When you reproduce the listing below, keep every entry exactly as written.
==============================
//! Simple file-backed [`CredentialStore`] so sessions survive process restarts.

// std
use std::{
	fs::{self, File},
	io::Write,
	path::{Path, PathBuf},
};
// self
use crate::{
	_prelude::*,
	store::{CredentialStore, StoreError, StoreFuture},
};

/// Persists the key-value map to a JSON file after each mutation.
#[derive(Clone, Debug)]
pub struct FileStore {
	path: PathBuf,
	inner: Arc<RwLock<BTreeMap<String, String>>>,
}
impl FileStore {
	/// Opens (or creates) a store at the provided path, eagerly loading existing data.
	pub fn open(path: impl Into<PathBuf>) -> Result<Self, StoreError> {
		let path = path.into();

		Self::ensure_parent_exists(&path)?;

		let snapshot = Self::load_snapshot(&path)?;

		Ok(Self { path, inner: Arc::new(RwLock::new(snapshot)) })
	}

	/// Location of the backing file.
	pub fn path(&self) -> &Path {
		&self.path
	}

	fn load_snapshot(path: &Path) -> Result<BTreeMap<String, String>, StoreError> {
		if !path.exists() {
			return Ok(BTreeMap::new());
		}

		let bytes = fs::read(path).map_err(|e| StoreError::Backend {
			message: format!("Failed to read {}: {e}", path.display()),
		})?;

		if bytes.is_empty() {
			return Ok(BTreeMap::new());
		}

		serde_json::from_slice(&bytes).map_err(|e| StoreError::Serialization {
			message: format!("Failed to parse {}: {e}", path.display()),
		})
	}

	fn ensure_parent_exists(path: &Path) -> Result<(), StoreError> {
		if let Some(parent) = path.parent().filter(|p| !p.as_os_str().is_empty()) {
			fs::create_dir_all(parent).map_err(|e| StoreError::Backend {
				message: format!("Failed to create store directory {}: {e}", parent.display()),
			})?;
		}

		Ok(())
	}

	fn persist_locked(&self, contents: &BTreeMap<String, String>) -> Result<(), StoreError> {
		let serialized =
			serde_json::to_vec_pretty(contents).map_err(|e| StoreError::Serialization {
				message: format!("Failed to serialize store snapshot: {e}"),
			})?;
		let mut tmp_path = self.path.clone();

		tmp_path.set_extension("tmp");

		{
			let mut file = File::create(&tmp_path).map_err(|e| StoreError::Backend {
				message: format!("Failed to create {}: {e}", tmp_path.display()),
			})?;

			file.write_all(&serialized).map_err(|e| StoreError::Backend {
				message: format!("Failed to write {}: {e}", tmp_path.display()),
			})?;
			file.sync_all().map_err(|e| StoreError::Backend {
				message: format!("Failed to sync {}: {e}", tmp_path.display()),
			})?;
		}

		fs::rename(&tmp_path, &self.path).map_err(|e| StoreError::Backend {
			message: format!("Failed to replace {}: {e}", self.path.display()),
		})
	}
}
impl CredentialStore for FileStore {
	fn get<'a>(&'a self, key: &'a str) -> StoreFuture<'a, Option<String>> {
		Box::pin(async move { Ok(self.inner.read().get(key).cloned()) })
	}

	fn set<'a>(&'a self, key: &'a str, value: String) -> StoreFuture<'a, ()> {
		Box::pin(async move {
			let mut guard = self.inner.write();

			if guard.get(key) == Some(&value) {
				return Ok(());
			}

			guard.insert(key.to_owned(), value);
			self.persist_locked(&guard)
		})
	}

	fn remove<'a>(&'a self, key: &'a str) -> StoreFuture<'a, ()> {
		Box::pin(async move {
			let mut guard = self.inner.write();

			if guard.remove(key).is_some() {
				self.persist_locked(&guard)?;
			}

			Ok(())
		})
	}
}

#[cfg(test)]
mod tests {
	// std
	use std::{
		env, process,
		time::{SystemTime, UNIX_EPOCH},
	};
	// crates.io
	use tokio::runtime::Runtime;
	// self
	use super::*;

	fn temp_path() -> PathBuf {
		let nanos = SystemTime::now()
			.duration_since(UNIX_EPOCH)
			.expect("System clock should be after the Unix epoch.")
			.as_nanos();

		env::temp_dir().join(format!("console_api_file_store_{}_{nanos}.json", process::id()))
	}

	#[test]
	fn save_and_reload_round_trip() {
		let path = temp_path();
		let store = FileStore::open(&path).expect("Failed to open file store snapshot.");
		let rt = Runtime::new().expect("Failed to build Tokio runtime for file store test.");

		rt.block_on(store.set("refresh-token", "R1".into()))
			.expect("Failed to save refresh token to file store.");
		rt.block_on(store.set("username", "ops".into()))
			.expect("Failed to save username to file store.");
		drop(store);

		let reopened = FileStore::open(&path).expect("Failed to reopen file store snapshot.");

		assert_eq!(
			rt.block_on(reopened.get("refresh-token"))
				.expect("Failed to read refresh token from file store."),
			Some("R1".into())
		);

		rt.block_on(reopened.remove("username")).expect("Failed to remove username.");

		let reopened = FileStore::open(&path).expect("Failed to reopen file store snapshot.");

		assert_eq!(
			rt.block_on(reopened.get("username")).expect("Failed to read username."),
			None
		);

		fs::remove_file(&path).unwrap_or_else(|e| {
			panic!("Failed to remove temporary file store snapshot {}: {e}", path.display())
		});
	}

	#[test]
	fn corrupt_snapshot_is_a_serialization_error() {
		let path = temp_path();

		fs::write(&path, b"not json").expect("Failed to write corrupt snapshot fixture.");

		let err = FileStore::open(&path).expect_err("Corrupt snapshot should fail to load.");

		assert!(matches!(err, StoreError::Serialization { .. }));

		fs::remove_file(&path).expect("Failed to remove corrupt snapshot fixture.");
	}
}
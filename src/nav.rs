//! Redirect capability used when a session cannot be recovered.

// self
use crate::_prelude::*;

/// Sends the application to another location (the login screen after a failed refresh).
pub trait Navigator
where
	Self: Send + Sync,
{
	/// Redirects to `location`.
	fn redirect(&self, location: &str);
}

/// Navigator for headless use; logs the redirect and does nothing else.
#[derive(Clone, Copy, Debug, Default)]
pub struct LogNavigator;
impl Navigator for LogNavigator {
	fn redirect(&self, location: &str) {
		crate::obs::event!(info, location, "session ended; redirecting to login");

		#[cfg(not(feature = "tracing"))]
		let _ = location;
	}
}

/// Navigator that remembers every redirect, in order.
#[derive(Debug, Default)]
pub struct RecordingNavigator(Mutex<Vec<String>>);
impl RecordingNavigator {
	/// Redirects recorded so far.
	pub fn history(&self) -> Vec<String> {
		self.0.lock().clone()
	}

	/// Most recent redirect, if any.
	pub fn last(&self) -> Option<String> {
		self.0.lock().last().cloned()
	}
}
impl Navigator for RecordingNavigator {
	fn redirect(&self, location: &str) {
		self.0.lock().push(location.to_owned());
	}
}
==============================
RESPONSE TO THIS EXERCISE:
//! Simple file-backed [`CredentialStore`] so sessions survive process restarts.

// std
use std::{
	fs::{self, File},
	io::Write,
	path::{Path, PathBuf},
};
// self
use crate::{
	_prelude::*,
	store::{CredentialStore, StoreError, StoreFuture},
};

/// Persists the key-value map to a JSON file after each mutation.
#[derive(Clone, Debug)]
pub struct FileStore {
	path: PathBuf,
	inner: Arc<RwLock<BTreeMap<String, String>>>,
}
impl FileStore {
	/// Opens (or creates) a store at the provided path, eagerly loading existing data.
	pub fn open(path: impl Into<PathBuf>) -> Result<Self, StoreError> {
		let path = path.into();

		Self::ensure_parent_exists(&path)?;

		let snapshot = Self::load_snapshot(&path)?;

		Ok(Self { path, inner: Arc::new(RwLock::new(snapshot)) })
	}

	/// Location of the backing file.
	pub fn path(&self) -> &Path {
		&self.path
	}

	fn load_snapshot(path: &Path) -> Result<BTreeMap<String, String>, StoreError> {
		if !path.exists() {
			return Ok(BTreeMap::new());
		}

		let bytes = fs::read(path).map_err(|e| StoreError::Backend {
			message: format!("Failed to read {}: {e}", path.display()),
		})?;

		if bytes.is_empty() {
			return Ok(BTreeMap::new());
		}

		serde_json::from_slice(&bytes).map_err(|e| StoreError::Serialization {
			message: format!("Failed to parse {}: {e}", path.display()),
		})
	}

	fn ensure_parent_exists(path: &Path) -> Result<(), StoreError> {
		if let Some(parent) = path.parent().filter(|p| !p.as_os_str().is_empty()) {
			fs::create_dir_all(parent).map_err(|e| StoreError::Backend {
				message: format!("Failed to create store directory {}: {e}", parent.display()),
			})?;
		}

		Ok(())
	}

	fn persist_locked(&self, contents: &BTreeMap<String, String>) -> Result<(), StoreError> {
		let serialized =
			serde_json::to_vec_pretty(contents).map_err(|e| StoreError::Serialization {
				message: format!("Failed to serialize store snapshot: {e}"),
			})?;
		let mut tmp_path = self.path.clone();

		tmp_path.set_extension("tmp");

		{
			let mut file = File::create(&tmp_path).map_err(|e| StoreError::Backend {
				message: format!("Failed to create {}: {e}", tmp_path.display()),
			})?;

			file.write_all(&serialized).map_err(|e| StoreError::Backend {
				message: format!("Failed to write {}: {e}", tmp_path.display()),
			})?;
			file.sync_all().map_err(|e| StoreError::Backend {
				message: format!("Failed to sync {}: {e}", tmp_path.display()),
			})?;
		}

		fs::rename(&tmp_path, &self.path).map_err(|e| StoreError::Backend {
			message: format!("Failed to replace {}: {e}", self.path.display()),
		})
	}
}
impl CredentialStore for FileStore {
	fn get<'a>(&'a self, key: &'a str) -> StoreFuture<'a, Option<String>> {
		Box::pin(async move { Ok(self.inner.read().get(key).cloned()) })
	}

	fn set<'a>(&'a self, key: &'a str, value: String) -> StoreFuture<'a, ()> {
		Box::pin(async move {
			let mut guard = self.inner.write();

			if guard.get(key) == Some(&value) {
				return Ok(());
			}

			guard.insert(key.to_owned(), value);
			self.persist_locked(&guard)
		})
	}

	fn remove<'a>(&'a self, key: &'a str) -> StoreFuture<'a, ()> {
		Box::pin(async move {
			let mut guard = self.inner.write();

			if guard.remove(key).is_some() {
				self.persist_locked(&guard)?;
			}

			Ok(())
		})
	}
}

#[cfg(test)]
mod tests {
	// std
	use std::{
		env, process,
		time::{SystemTime, UNIX_EPOCH},
	};
	// crates.io
	use tokio::runtime::Runtime;
	// self
	use super::*;

	fn temp_path() -> PathBuf {
		let nanos = SystemTime::now()
			.duration_since(UNIX_EPOCH)
			.expect("System clock should be after the Unix epoch.")
			.as_nanos();

		env::temp_dir().join(format!("console_api_file_store_{}_{nanos}.json", process::id()))
	}

	#[test]
	fn save_and_reload_round_trip() {
		let path = temp_path();
		let store = FileStore::open(&path).expect("Failed to open file store snapshot.");
		let rt = Runtime::new().expect("Failed to build Tokio runtime for file store test.");

		rt.block_on(store.set("refresh-token", "R1".into()))
			.expect("Failed to save refresh token to file store.");
		rt.block_on(store.set("username", "ops".into()))
			.expect("Failed to save username to file store.");
		drop(store);

		let reopened = FileStore::open(&path).expect("Failed to reopen file store snapshot.");

		assert_eq!(
			rt.block_on(reopened.get("refresh-token"))
				.expect("Failed to read refresh token from file store."),
			Some("R1".into())
		);

		rt.block_on(reopened.remove("username")).expect("Failed to remove username.");

		let reopened = FileStore::open(&path).expect("Failed to reopen file store snapshot.");

		assert_eq!(
			rt.block_on(reopened.get("username")).expect("Failed to read username."),
			None
		);

		fs::remove_file(&path).unwrap_or_else(|e| {
			panic!("Failed to remove temporary file store snapshot {}: {e}", path.display())
		});
	}

	#[test]
	fn corrupt_snapshot_is_a_serialization_error() {
		let path = temp_path();

		fs::write(&path, b"not json").expect("Failed to write corrupt snapshot fixture.");

		let err = FileStore::open(&path).expect_err("Corrupt snapshot should fail to load.");

		assert!(matches!(err, StoreError::Serialization { .. }));

		fs::remove_file(&path).expect("Failed to remove corrupt snapshot fixture.");
	}
}
filename src/nav.rs
//! Redirect capability used when a session cannot be recovered.

// self
use crate::_prelude::*;

/// Sends the application to another location (the login screen after a failed refresh).
pub trait Navigator
where
	Self: Send + Sync,
{
	/// Redirects to `location`.
	fn redirect(&self, location: &str);
}

/// Navigator for headless use; logs the redirect and does nothing else.
#[derive(Clone, Copy, Debug, Default)]
pub struct LogNavigator;
impl Navigator for LogNavigator {
	fn redirect(&self, location: &str) {
		crate::obs::event!(info, location, "session ended; redirecting to login");

		#[cfg(not(feature = "tracing"))]
		let _ = location;
	}
}

/// Navigator that remembers every redirect, in order.
#[derive(Debug, Default)]
pub struct RecordingNavigator(Mutex<Vec<String>>);
impl RecordingNavigator {
	/// Redirects recorded so far.
	pub fn history(&self) -> Vec<String> {
		self.0.lock().clone()
	}

	/// Most recent redirect, if any.
	pub fn last(&self) -> Option<String> {
		self.0.lock().last().cloned()
	}
}
impl Navigator for RecordingNavigator {
	fn redirect(&self, location: &str) {
		self.0.lock().push(location.to_owned());
	}
}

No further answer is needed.